“Whatever you do, don’t take the car to the tax office on Magnus Ladulåsgatan.” This was the firm advice Monday’s DN gave to its Stockholm readers. On the Sunday there was a queue several hundred metres long to the single envelope drop. The paper reported that frustrated declarers then got lost in the maze of one-way streets in the area.
Things were different in Gothenburg, with a “party atmosphere” outside the office in Rosenlund, according to Monday’s GP. Two hardened tax officers were out on the street, gladly taking receipt of declarations from citizens on foot and bike.

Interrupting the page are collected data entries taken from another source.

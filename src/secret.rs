//! Write-only content reconciliation.
//!
//! Certificate and key content is sent once and never echoed back by the
//! vendor. State keeps a SHA-256 digest of the last known plaintext instead
//! of the plaintext itself, and a digest found in state is never re-submitted
//! as new content.

use sha2::{Digest, Sha256};

/// Length of a hex encoded SHA-256 digest.
pub const DIGEST_LEN: usize = 64;

/// Whether `content` is shaped like a stored digest: exactly 64 hex characters.
pub fn is_digest(content: &str) -> bool {
    content.len() == DIGEST_LEN && content.bytes().all(|b| b.is_ascii_hexdigit())
}

/// Lowercase hex SHA-256 of `content`.
pub fn digest(content: &str) -> String {
    let mut hasher = Sha256::new();
    hasher.update(content.as_bytes());
    hex::encode(hasher.finalize())
}

/// The value persisted in state for a piece of write-only content.
///
/// Already digested content passes through unchanged so repeated cycles are
/// stable.
pub fn state_value(content: &str) -> String {
    if is_digest(content) {
        content.to_string()
    } else {
        digest(content)
    }
}

/// The content to submit to the vendor, if any.
///
/// Empty content and digests read back from state are not new material.
pub fn submitted_content(content: &str) -> Option<String> {
    if content.is_empty() || is_digest(content) {
        None
    } else {
        Some(content.to_string())
    }
}

/// Prefer the previously known secret over whatever the vendor returned.
pub(crate) fn carry_forward(prior: Option<&str>, returned: Option<&str>) -> String {
    match prior {
        Some(value) if !value.is_empty() => value.to_string(),
        _ => returned.unwrap_or_default().to_string(),
    }
}
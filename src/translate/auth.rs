//! `request_basicauth` to and from [`BasicAuth`].

use super::value::non_empty;
use super::warning;
use crate::model::{
    BasicAuth, DigestAuth, NtlmAuth, OauthClientAuth, OauthRopAuth, Sigv4Auth, WebAuth,
};
use crate::schema::Diagnostic;
use crate::secret::carry_forward;
use crate::state::BasicAuthConfig;
use crate::variant::{Rule, RuleTable};

/// Credential scheme of a `request_basicauth` block.
#[derive(Debug, Clone, Copy, PartialEq, Eq)]
pub enum AuthKind {
    /// Username and password.
    Web,
    /// AWS Signature Version 4.
    Sigv4,
    /// NTLM, optionally with domain and workstation.
    Ntlm,
    /// OAuth client credentials grant.
    OauthClient,
    /// OAuth resource owner password grant.
    OauthRop,
    /// HTTP digest.
    Digest,
}

/// Credential scheme selection. `web` and `sigv4` also need their
/// identifying attributes.
pub static BASIC_AUTH_RULES: RuleTable<BasicAuthConfig, AuthKind> = RuleTable::new(
    "basic auth",
    &[
        Rule {
            name: "web",
            matches: |c| c.auth_type == "web" && !c.username.is_empty(),
            kind: AuthKind::Web,
        },
        Rule {
            name: "sigv4",
            matches: |c| {
                c.auth_type == "sigv4" && !c.access_key.is_empty() && !c.secret_key.is_empty()
            },
            kind: AuthKind::Sigv4,
        },
        Rule {
            name: "ntlm",
            matches: |c| c.auth_type == "ntlm",
            kind: AuthKind::Ntlm,
        },
        Rule {
            name: "oauth-client",
            matches: |c| c.auth_type == "oauth-client",
            kind: AuthKind::OauthClient,
        },
        Rule {
            name: "oauth-rop",
            matches: |c| c.auth_type == "oauth-rop",
            kind: AuthKind::OauthRop,
        },
        Rule {
            name: "digest",
            matches: |c| c.auth_type == "digest",
            kind: AuthKind::Digest,
        },
    ],
);

pub(crate) fn build_basic_auth(
    config: &BasicAuthConfig,
    attribute: &str,
    diagnostics: &mut Vec<Diagnostic>,
) -> Option<BasicAuth> {
    if let Some(missing) = missing_credentials(config) {
        warning(
            diagnostics,
            attribute,
            "Incomplete basic auth credentials",
            format!("\"{}\" credentials need {}; they are not sent", config.auth_type, missing),
        );
        return None;
    }
    let kind = BASIC_AUTH_RULES.resolve(config, &config.auth_type, attribute, diagnostics)?;

    let auth = match kind {
        AuthKind::Web => BasicAuth::Web(WebAuth {
            username: config.username.clone(),
            password: config.password.clone(),
        }),
        AuthKind::Sigv4 => BasicAuth::Sigv4(Sigv4Auth {
            access_key: config.access_key.clone(),
            secret_key: config.secret_key.clone(),
            region: Some(config.region.clone()),
            service_name: Some(config.service_name.clone()),
            session_token: Some(config.session_token.clone()),
        }),
        AuthKind::Ntlm => BasicAuth::Ntlm(NtlmAuth {
            username: Some(config.username.clone()),
            password: Some(config.password.clone()),
            domain: Some(config.domain.clone()),
            workstation: Some(config.workstation.clone()),
        }),
        // optional OAuth attributes must be absent, not empty
        AuthKind::OauthClient => BasicAuth::OauthClient(OauthClientAuth {
            access_token_url: config.access_token_url.clone(),
            client_id: config.client_id.clone(),
            client_secret: config.client_secret.clone(),
            token_api_authentication: config.token_api_authentication.clone(),
            audience: non_empty(&config.audience),
            resource: non_empty(&config.resource),
            scope: non_empty(&config.scope),
        }),
        AuthKind::OauthRop => BasicAuth::OauthRop(OauthRopAuth {
            access_token_url: config.access_token_url.clone(),
            username: config.username.clone(),
            password: config.password.clone(),
            token_api_authentication: config.token_api_authentication.clone(),
            audience: non_empty(&config.audience),
            resource: non_empty(&config.resource),
            scope: non_empty(&config.scope),
            client_id: Some(config.client_id.clone()),
            client_secret: Some(config.client_secret.clone()),
        }),
        AuthKind::Digest => BasicAuth::Digest(DigestAuth {
            username: config.username.clone(),
            password: config.password.clone(),
        }),
    };
    Some(auth)
}

/// The attributes a known scheme still lacks, if any.
fn missing_credentials(config: &BasicAuthConfig) -> Option<&'static str> {
    match config.auth_type.as_str() {
        "web" if config.username.is_empty() => Some("a username"),
        "sigv4" if config.access_key.is_empty() || config.secret_key.is_empty() => {
            Some("both access_key and secret_key")
        }
        _ => None,
    }
}

/// Browser tests only accept `web` credentials, and only complete ones.
/// Anything else is dropped with a warning.
pub(crate) fn build_browser_basic_auth(
    config: &BasicAuthConfig,
    attribute: &str,
    diagnostics: &mut Vec<Diagnostic>,
) -> Option<BasicAuth> {
    if config.auth_type != "web" {
        warning(
            diagnostics,
            attribute,
            "Unsupported basic auth for browser tests",
            format!("browser tests only accept \"web\" credentials, got \"{}\"", config.auth_type),
        );
        return None;
    }
    if config.username.is_empty() || config.password.is_empty() {
        warning(
            diagnostics,
            attribute,
            "Incomplete basic auth credentials",
            "\"web\" credentials need both username and password; they are not sent",
        );
        return None;
    }
    Some(BasicAuth::Web(WebAuth {
        username: config.username.clone(),
        password: config.password.clone(),
    }))
}

/// Flatten credentials. Secrets prefer the prior configuration's value.
pub(crate) fn flatten_basic_auth(
    auth: &BasicAuth,
    prior: Option<&BasicAuthConfig>,
    attribute: &str,
    diagnostics: &mut Vec<Diagnostic>,
) -> Option<BasicAuthConfig> {
    let secret = |field: fn(&BasicAuthConfig) -> &str, returned: Option<&str>| {
        carry_forward(prior.map(field), returned)
    };

    let config = match auth {
        BasicAuth::Web(web) => BasicAuthConfig {
            auth_type: "web".to_string(),
            username: web.username.clone(),
            password: secret(|c| &c.password, Some(web.password.as_str())),
            ..Default::default()
        },
        BasicAuth::Sigv4(sigv4) => BasicAuthConfig {
            auth_type: "sigv4".to_string(),
            access_key: secret(|c| &c.access_key, Some(sigv4.access_key.as_str())),
            secret_key: secret(|c| &c.secret_key, Some(sigv4.secret_key.as_str())),
            region: sigv4.region.clone().unwrap_or_default(),
            service_name: sigv4.service_name.clone().unwrap_or_default(),
            session_token: secret(|c| &c.session_token, sigv4.session_token.as_deref()),
            ..Default::default()
        },
        BasicAuth::Ntlm(ntlm) => BasicAuthConfig {
            auth_type: "ntlm".to_string(),
            username: ntlm.username.clone().unwrap_or_default(),
            password: secret(|c| &c.password, ntlm.password.as_deref()),
            domain: ntlm.domain.clone().unwrap_or_default(),
            workstation: ntlm.workstation.clone().unwrap_or_default(),
            ..Default::default()
        },
        BasicAuth::OauthClient(oauth) => BasicAuthConfig {
            auth_type: "oauth-client".to_string(),
            access_token_url: oauth.access_token_url.clone(),
            client_id: oauth.client_id.clone(),
            client_secret: secret(|c| &c.client_secret, Some(oauth.client_secret.as_str())),
            token_api_authentication: oauth.token_api_authentication.clone(),
            audience: oauth.audience.clone().unwrap_or_default(),
            resource: oauth.resource.clone().unwrap_or_default(),
            scope: oauth.scope.clone().unwrap_or_default(),
            ..Default::default()
        },
        BasicAuth::OauthRop(oauth) => BasicAuthConfig {
            auth_type: "oauth-rop".to_string(),
            access_token_url: oauth.access_token_url.clone(),
            username: oauth.username.clone(),
            password: secret(|c| &c.password, Some(oauth.password.as_str())),
            token_api_authentication: oauth.token_api_authentication.clone(),
            audience: oauth.audience.clone().unwrap_or_default(),
            resource: oauth.resource.clone().unwrap_or_default(),
            scope: oauth.scope.clone().unwrap_or_default(),
            client_id: oauth.client_id.clone().unwrap_or_default(),
            client_secret: secret(|c| &c.client_secret, oauth.client_secret.as_deref()),
            ..Default::default()
        },
        BasicAuth::Digest(digest) => BasicAuthConfig {
            auth_type: "digest".to_string(),
            username: digest.username.clone(),
            password: secret(|c| &c.password, Some(digest.password.as_str())),
            ..Default::default()
        },
        BasicAuth::Unknown(_) => {
            warning(
                diagnostics,
                attribute,
                "Unrecognized basic auth variant",
                format!("\"{}\" is not supported; the credentials are not kept", auth.auth_type()),
            );
            return None;
        }
    };
    Some(config)
}

#[cfg(test)]
mod tests {
    use super::*;
    use serde_json::json;

    fn config(auth_type: &str) -> BasicAuthConfig {
        BasicAuthConfig {
            auth_type: auth_type.to_string(),
            ..Default::default()
        }
    }

    #[test]
    fn test_rule_requirements() {
        assert_eq!(BASIC_AUTH_RULES.classify(&config("web")), None);
        let web = BasicAuthConfig {
            username: "admin".to_string(),
            ..config("web")
        };
        assert_eq!(BASIC_AUTH_RULES.classify(&web), Some(AuthKind::Web));

        let half_sigv4 = BasicAuthConfig {
            access_key: "AKIA".to_string(),
            ..config("sigv4")
        };
        assert_eq!(BASIC_AUTH_RULES.classify(&half_sigv4), None);

        assert_eq!(BASIC_AUTH_RULES.classify(&config("ntlm")), Some(AuthKind::Ntlm));
        assert_eq!(BASIC_AUTH_RULES.classify(&config("digest")), Some(AuthKind::Digest));
    }

    #[test]
    fn test_oauth_client_omits_empty_optionals() {
        let oauth = BasicAuthConfig {
            access_token_url: "https://auth.example.org/token".to_string(),
            client_id: "client".to_string(),
            client_secret: "s3cret".to_string(),
            token_api_authentication: "body".to_string(),
            scope: "read".to_string(),
            ..config("oauth-client")
        };
        let mut diagnostics = Vec::new();

        let auth = build_basic_auth(&oauth, "request_basicauth.0", &mut diagnostics).unwrap();

        assert_eq!(
            serde_json::to_value(&auth).unwrap(),
            json!({
                "type": "oauth-client",
                "accessTokenUrl": "https://auth.example.org/token",
                "clientId": "client",
                "clientSecret": "s3cret",
                "tokenApiAuthentication": "body",
                "scope": "read",
            })
        );
        assert!(diagnostics.is_empty());
    }

    #[test]
    fn test_build_only_active_variant_fields() {
        let digest = BasicAuthConfig {
            username: "admin".to_string(),
            password: "pw".to_string(),
            access_key: "stray".to_string(),
            domain: "stray".to_string(),
            ..config("digest")
        };

        let auth = build_basic_auth(&digest, "a", &mut Vec::new()).unwrap();

        assert_eq!(
            serde_json::to_value(&auth).unwrap(),
            json!({"type": "digest", "username": "admin", "password": "pw"})
        );
    }

    #[test]
    fn test_unsupported_scheme_warns_once() {
        let mut diagnostics = Vec::new();

        let auth = build_basic_auth(&config("kerberos"), "request_basicauth.0", &mut diagnostics);

        assert!(auth.is_none());
        assert_eq!(diagnostics.len(), 1);
        assert_eq!(diagnostics[0].attribute.as_deref(), Some("request_basicauth.0"));
    }

    #[test]
    fn test_browser_auth_needs_both_fields() {
        let mut diagnostics = Vec::new();
        let mut web = BasicAuthConfig {
            username: "admin".to_string(),
            ..config("web")
        };
        assert!(build_browser_basic_auth(&web, "a", &mut diagnostics).is_none());
        assert_eq!(diagnostics.len(), 1);
        assert_eq!(diagnostics[0].summary, "Incomplete basic auth credentials");

        web.password = "pw".to_string();
        let mut diagnostics = Vec::new();
        assert!(matches!(
            build_browser_basic_auth(&web, "a", &mut diagnostics),
            Some(BasicAuth::Web(_))
        ));
        assert!(diagnostics.is_empty());
    }

    #[test]
    fn test_browser_auth_rejects_other_schemes_with_a_warning() {
        let digest = BasicAuthConfig {
            username: "u".to_string(),
            password: "p".to_string(),
            ..config("digest")
        };
        let mut diagnostics = Vec::new();

        assert!(build_browser_basic_auth(&digest, "request_basicauth.0", &mut diagnostics).is_none());
        assert_eq!(diagnostics.len(), 1);
        assert!(!diagnostics[0].is_error());
        assert!(diagnostics[0].detail.as_deref().unwrap().contains("\"digest\""));
    }

    #[test]
    fn test_incomplete_known_scheme_is_not_called_unrecognized() {
        for incomplete in [
            config("web"),
            BasicAuthConfig {
                access_key: "AKIA".to_string(),
                ..config("sigv4")
            },
        ] {
            let mut diagnostics = Vec::new();

            assert!(build_basic_auth(&incomplete, "request_basicauth.0", &mut diagnostics).is_none());
            assert_eq!(diagnostics.len(), 1);
            assert_eq!(diagnostics[0].summary, "Incomplete basic auth credentials");
        }
    }

    #[test]
    fn test_flatten_carries_prior_secrets() {
        let prior = BasicAuthConfig {
            access_key: "AKIA".to_string(),
            secret_key: "prior-secret".to_string(),
            region: "eu-west-1".to_string(),
            ..config("sigv4")
        };
        let returned = BasicAuth::Sigv4(Sigv4Auth {
            access_key: "AKIA".to_string(),
            secret_key: String::new(),
            region: Some("eu-west-1".to_string()),
            ..Default::default()
        });

        let flattened = flatten_basic_auth(&returned, Some(&prior), "a", &mut Vec::new()).unwrap();

        assert_eq!(flattened.secret_key, "prior-secret");
        assert_eq!(flattened.region, "eu-west-1");
        assert_eq!(flattened.session_token, "");
    }

    #[test]
    fn test_flatten_without_prior_uses_returned_values() {
        let returned = BasicAuth::Web(WebAuth {
            username: "admin".to_string(),
            password: "returned".to_string(),
        });

        let flattened = flatten_basic_auth(&returned, None, "a", &mut Vec::new()).unwrap();

        assert_eq!(flattened.auth_type, "web");
        assert_eq!(flattened.password, "returned");
    }

    #[test]
    fn test_flatten_unknown_scheme() {
        let mut diagnostics = Vec::new();
        let returned = BasicAuth::Unknown(json!({"type": "kerberos"}));

        assert!(flatten_basic_auth(&returned, None, "a", &mut diagnostics).is_none());
        assert_eq!(diagnostics.len(), 1);
    }
}
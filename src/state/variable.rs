use serde::{Deserialize, Serialize};

/// A `config_variable` block of an API test.
#[derive(Debug, Clone, PartialEq, Default, Serialize, Deserialize)]
#[serde(default)]
pub struct ConfigVariableConfig {
    pub example: String,
    pub name: String,
    pub pattern: String,
    #[serde(rename = "type")]
    pub variable_type: String,
    /// Global variable id, for `global` variables.
    pub id: String,
    pub secure: bool,
}

/// A `browser_variable` block of a browser test.
#[derive(Debug, Clone, PartialEq, Default, Serialize, Deserialize)]
#[serde(default)]
pub struct BrowserVariableConfig {
    pub example: String,
    pub id: String,
    pub name: String,
    pub pattern: String,
    #[serde(rename = "type")]
    pub variable_type: String,
    pub secure: bool,
}
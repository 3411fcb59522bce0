use serde::{Deserialize, Serialize};

use super::{single_block, StringMap};

/// The `request_definition` block.
///
/// `allow_insecure`, `follow_redirects` and `http_version` are only read for
/// API steps; single-request tests take them from `options_list`.
#[derive(Debug, Clone, PartialEq, Default, Serialize, Deserialize)]
#[serde(default)]
pub struct RequestConfig {
    pub method: String,
    pub url: String,
    pub body: String,
    pub body_type: String,
    pub timeout: i64,
    pub host: String,
    pub port: String,
    pub dns_server: String,
    pub dns_server_port: String,
    pub no_saving_response_body: bool,
    pub number_of_packets: i64,
    pub should_track_hops: bool,
    pub servername: String,
    pub message: String,
    pub call_type: String,
    pub service: String,
    pub certificate_domains: Vec<String>,
    pub persist_cookies: bool,
    pub proto_json_descriptor: String,
    pub plain_proto_file: String,
    pub http_version: String,
    pub allow_insecure: bool,
    pub follow_redirects: bool,
}

/// The `request_basicauth` block: a `type` discriminator plus the union of
/// every scheme's attributes.
#[derive(Debug, Clone, PartialEq, Default, Serialize, Deserialize)]
#[serde(default)]
pub struct BasicAuthConfig {
    #[serde(rename = "type")]
    pub auth_type: String,
    pub username: String,
    pub password: String,
    pub access_key: String,
    pub secret_key: String,
    pub region: String,
    pub service_name: String,
    pub session_token: String,
    pub domain: String,
    pub workstation: String,
    pub access_token_url: String,
    pub audience: String,
    pub resource: String,
    pub scope: String,
    pub token_api_authentication: String,
    pub client_id: String,
    pub client_secret: String,
}

/// The `request_proxy` block.
#[derive(Debug, Clone, PartialEq, Default, Serialize, Deserialize)]
#[serde(default)]
pub struct ProxyConfig {
    pub url: String,
    pub headers: StringMap,
}

/// The `request_client_certificate` block.
#[derive(Debug, Clone, PartialEq, Default, Serialize, Deserialize)]
#[serde(default)]
pub struct ClientCertificateConfig {
    #[serde(with = "single_block")]
    pub cert: Option<CertificateFileConfig>,
    #[serde(with = "single_block")]
    pub key: Option<CertificateFileConfig>,
}

/// One certificate or key. `content` holds plaintext or its SHA-256 digest.
#[derive(Debug, Clone, PartialEq, Default, Serialize, Deserialize)]
#[serde(default)]
pub struct CertificateFileConfig {
    pub content: String,
    pub filename: String,
}

/// A file attached to the request body.
#[derive(Debug, Clone, PartialEq, Default, Serialize, Deserialize)]
#[serde(default)]
pub struct RequestFileConfig {
    pub content: String,
    /// Storage key assigned by the vendor once the content is uploaded.
    pub bucket_key: String,
    pub name: String,
    pub original_file_name: String,
    pub size: i64,
    #[serde(rename = "type")]
    pub file_type: String,
}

“It’s a fun day. People are very grateful that we stand out here taking their forms,” Ingela Johnson told the paper.
There was particular interest in the number of tax payers who had used alternative methods of declaring over the internet and via a text messaging service.
Monday’s Svenska Dagbladet looked at the numbers who had declared electronically. On Sunday evening, the figure stood at 900,000, only a small rise from last year and “well under half the number the Tax Agency had been hoping for”.
One explanation for the poor result was offered by Wednesday’s GP, which pointed out that problems with registering travel deductions on the new technologies may have put off commuters.
The Tax Department stands to save 12 crowns for every internet declaration. Eva Myrin, in charge of the internet operation, told SvD: “There’s been a big information campaign this year, so we’d been hoping around 1.4 million would take advantage of the various options.”
Hang on, 1.4 million? Surely 900,000 is more than “well under half” of 1.4 million? With maths like that, The Local sincerely hopes that someone checked SvD’s declaration.